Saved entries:
use crate::error::ModelError;
use crate::model::language::Language;
use serde::de::{DeserializeOwned, Error as _};
use serde::{Deserialize, Deserializer, Serialize};
use serde_json::Value;

/// Name given to a configuration that has never been renamed.
pub const DEFAULT_CONFIG_NAME: &str = "Badge_Setup_1";

/// A named, timestamped set of badge groups, as stored on disk.
///
/// Stored documents are the pretty-printed JSON form of this struct:
///
/// ```json
/// {
///   "configName": "Spring_Sale",
///   "timestamp": "2025-03-01T10:15:00+01:00",
///   "groups": [ { "name": "...", "ids": "101\n102", "texts": { "en": "SALE", ... } } ]
/// }
/// ```
///
/// Only `configName` is mandatory when parsing, and any non-null value is
/// taken as its JSON text. Other fields that are missing, `null` or of the
/// wrong type fall back to their empty value so that documents written by
/// older front-ends still load.
#[derive(Debug, Clone, PartialEq, Eq, Serialize, Deserialize)]
#[serde(rename_all = "camelCase")]
pub struct Configuration {
    #[serde(deserialize_with = "any_as_text")]
    pub config_name: String,
    /// RFC 3339 time of the last save. Empty until the configuration is saved.
    #[serde(default, deserialize_with = "lenient")]
    pub timestamp: String,
    /// Display and generation order.
    #[serde(default, deserialize_with = "lenient")]
    pub groups: Vec<Group>,
}

impl Configuration {
    /// The configuration a fresh editing session starts from: default name,
    /// one default group.
    pub fn new_default() -> Self {
        Configuration {
            config_name: DEFAULT_CONFIG_NAME.to_string(),
            timestamp: String::new(),
            groups: vec![Group::new_default(1)],
        }
    }

    /// Parses a save payload or a stored document.
    ///
    /// The text must be a JSON object with a non-null `configName`; that is the
    /// only structural requirement.
    pub fn parse_incoming(raw: &str) -> Result<Self, ModelError> {
        let value: Value =
            serde_json::from_str(raw).map_err(|e| ModelError::InvalidPayload(e.to_string()))?;
        if !value.is_object() {
            return Err(ModelError::InvalidPayload(
                "expected a JSON object".to_string(),
            ));
        }
        serde_json::from_value(value).map_err(|e| ModelError::InvalidPayload(e.to_string()))
    }

    /// Guarantees the editing invariant of at least one group.
    pub fn normalized(mut self) -> Self {
        if self.groups.is_empty() {
            self.groups.push(Group::new_default(1));
        }
        self
    }

    pub fn to_pretty_json(&self) -> Result<String, serde_json::Error> {
        serde_json::to_string_pretty(self)
    }
}

/// A bundle of product identifiers sharing one badge text per language.
#[derive(Debug, Clone, Default, PartialEq, Eq, Serialize, Deserialize)]
pub struct Group {
    #[serde(default, deserialize_with = "lenient")]
    pub name: String,
    /// Raw newline-separated identifiers, exactly as typed.
    #[serde(default, deserialize_with = "lenient")]
    pub ids: String,
    #[serde(default, deserialize_with = "lenient")]
    pub texts: BadgeTexts,
}

impl Group {
    /// An empty group labelled by the 1-based position it was added at.
    pub fn new_default(position: usize) -> Self {
        Group {
            name: format!("New Group {}", position),
            ..Group::default()
        }
    }

    /// Identifiers from `ids`: one per line, trimmed, blank lines skipped.
    pub fn product_ids(&self) -> impl Iterator<Item = &str> + '_ {
        self.ids
            .split('\n')
            .map(str::trim)
            .filter(|id| !id.is_empty())
    }
}

/// Badge text for each supported language. Every language is always present,
/// possibly as an empty string.
#[derive(Debug, Clone, Default, PartialEq, Eq, Serialize, Deserialize)]
pub struct BadgeTexts {
    #[serde(default, deserialize_with = "lenient")]
    pub en: String,
    #[serde(default, deserialize_with = "lenient")]
    pub de: String,
    #[serde(default, deserialize_with = "lenient")]
    pub fr: String,
    #[serde(default, deserialize_with = "lenient")]
    pub es: String,
    #[serde(default, deserialize_with = "lenient")]
    pub pl: String,
    #[serde(default, deserialize_with = "lenient")]
    pub nl: String,
    #[serde(default, deserialize_with = "lenient")]
    pub it: String,
}

impl BadgeTexts {
    pub fn get(&self, lang: Language) -> &str {
        match lang {
            Language::En => &self.en,
            Language::De => &self.de,
            Language::Fr => &self.fr,
            Language::Es => &self.es,
            Language::Pl => &self.pl,
            Language::Nl => &self.nl,
            Language::It => &self.it,
        }
    }

    pub fn set(&mut self, lang: Language, text: impl Into<String>) {
        let slot = match lang {
            Language::En => &mut self.en,
            Language::De => &mut self.de,
            Language::Fr => &mut self.fr,
            Language::Es => &mut self.es,
            Language::Pl => &mut self.pl,
            Language::Nl => &mut self.nl,
            Language::It => &mut self.it,
        };
        *slot = text.into();
    }
}

/// Strings as they are, other non-null values as their JSON text.
fn any_as_text<'de, D>(deserializer: D) -> Result<String, D::Error>
where
    D: Deserializer<'de>,
{
    match Value::deserialize(deserializer)? {
        Value::Null => Err(D::Error::custom("configName must not be null")),
        Value::String(text) => Ok(text),
        other => Ok(other.to_string()),
    }
}

/// The value when it has the expected shape, the empty value otherwise.
fn lenient<'de, D, T>(deserializer: D) -> Result<T, D::Error>
where
    D: Deserializer<'de>,
    T: Default + DeserializeOwned,
{
    let value = Value::deserialize(deserializer)?;
    Ok(T::deserialize(value).unwrap_or_default())
}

EXERCISE AIM: The answer must hold only the lines from the first line of the data through the line bearing "non-null value is", returned exactly.

RESPONSE TO THE EXERCISE:
use crate::error::ModelError;
use crate::model::language::Language;
use serde::de::{DeserializeOwned, Error as _};
use serde::{Deserialize, Deserializer, Serialize};
use serde_json::Value;

/// Name given to a configuration that has never been renamed.
pub const DEFAULT_CONFIG_NAME: &str = "Badge_Setup_1";

/// A named, timestamped set of badge groups, as stored on disk.
///
/// Stored documents are the pretty-printed JSON form of this struct:
///
/// ```json
/// {
///   "configName": "Spring_Sale",
///   "timestamp": "2025-03-01T10:15:00+01:00",
///   "groups": [ { "name": "...", "ids": "101\n102", "texts": { "en": "SALE", ... } } ]
/// }
/// ```
///
/// Only `configName` is mandatory when parsing, and any non-null value is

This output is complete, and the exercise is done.